託宣が下りました。

「もしも巫女を知っている人間と鉢合わせしたら、色々面倒だろう?」
「それは確かにそうですが……本当にそれだけですか?」
「変装していれば周りに騒がれず堂々と一緒に歩ける!」
「……やっぱり無理です、行くのは」
「どうしてだ!?」

 なんていうやりとりもありつつ、結局は王都に戻ることになったのですが――。 



(な……なんだか異様に緊張する!)

 修道服でもなくドレスでもない、ふつうの王都式町民服。そしてそれに似合うメイク……
 騎士の知り合いの手によって、わたくしは見事に変身させられました。

 どうしてなのでしょう。元から地味な顔立ちをさらに目立たぬように変えただけのはずなのに、ふしぎなほど印象が違うのです。わたくし自身でさえ、鏡をのぞきこんだとき「これは誰だろう?」と一瞬混乱したほどに。

「できたわよ」

 そう言って、目の前の女性が化粧で汚れた手を拭きました。

「あ……ありがとうございます」

 わたくしが頭を下げると、女性は微笑んで「いい出来だわ」と誇らしげに言いました。

「助かったぞマリアンヌ、よくやってくれた」

 騎士が女性に握手を求めます。

「なかなか難題で楽しかったわよヴァイス」

 それに軽く手を出して応え、女性はわたくしをちらりと見て言いました。

「それにしてもあなた、磨けば輝きそうなのにもったいないわねえ」

 髪をきれいに結い上げた美しい女性です。そこにいるだけで圧倒されるような雰囲気といい、社交界に出ても通用しそうですが、本人は酒場の給仕がお仕事なのだそう。

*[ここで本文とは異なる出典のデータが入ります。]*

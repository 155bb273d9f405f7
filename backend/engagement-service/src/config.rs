/// Configuration management for Engagement Service
///
/// Loads configuration from environment variables.
use serde::{Deserialize, Serialize};

use crate::error::{ServiceError, ServiceResult};

/// Main application configuration
#[derive(Debug, Clone, Serialize, Deserialize)]
pub struct Config {
    /// Application settings
    pub app: AppConfig,
    /// Database configuration
    pub database: DatabaseConfig,
}

/// Application settings
#[derive(Debug, Clone, Serialize, Deserialize)]
pub struct AppConfig {
    /// Application environment (dev, staging, prod)
    pub env: String,
}

/// Database configuration
#[derive(Debug, Clone, Serialize, Deserialize)]
pub struct DatabaseConfig {
    /// Database URL
    pub url: String,
    /// Max connections in pool
    #[serde(default = "default_max_connections")]
    pub max_connections: u32,
    /// Min connections in pool
    #[serde(default = "default_min_connections")]
    pub min_connections: u32,
}

// Default values
fn default_max_connections() -> u32 {
    20
}

fn default_min_connections() -> u32 {
    5
}

impl Config {
    /// Load configuration from environment variables
    pub fn from_env() -> ServiceResult<Self> {
        let app = AppConfig {
            env: std::env::var("APP_ENV").unwrap_or_else(|_| "development".to_string()),
        };

        let database = DatabaseConfig {
            url: std::env::var("DATABASE_URL")
                .map_err(|_| ServiceError::Config("DATABASE_URL environment variable not set".into()))?,
            max_connections: std::env::var("DB_MAX_CONNECTIONS")
                .ok()
                .and_then(|s| s.parse().ok())
                .unwrap_or_else(default_max_connections),
            min_connections: std::env::var("DB_MIN_CONNECTIONS")
                .ok()
                .and_then(|s| s.parse().ok())
                .unwrap_or_else(default_min_connections),
        };

        Ok(Config { app, database })
    }
}

#[cfg(test)]
mod tests {
    use super::*;

    #[test]
    fn test_default_values() {
        std::env::set_var("DATABASE_URL", "postgres://test");

        let config = Config::from_env().unwrap();

        assert_eq!(config.app.env, "development");
        assert_eq!(config.database.max_connections, 20);
        assert_eq!(config.database.min_connections, 5);
    }
}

 あるいはそういうお仕事だからこその華やかさなのかもしれません。派手ではないのに美しさを引き立てる彼女の装いを見ていると、わたくしは自分の()り方に疑問を感じてしまいます。

(……そもそもわたくしは修道女だし、お化粧は似合わないし、地味で構わないと思っていたんだけれど……)

 でも、こうして騎士の隣にいるマリアンヌさんを見ていると……何だかお似合いな気がして。

 元々騎士自身が華やかな人です。その隣には存在感のある人のほうが合うに決まっています。

 そう思うと、胸がちくちくと痛むのです。

「ねえヴァイス。この子を説得してみたら? もったいないわよって」

 マリアンヌさんは目を輝かせ、期待するように騎士を見つめます。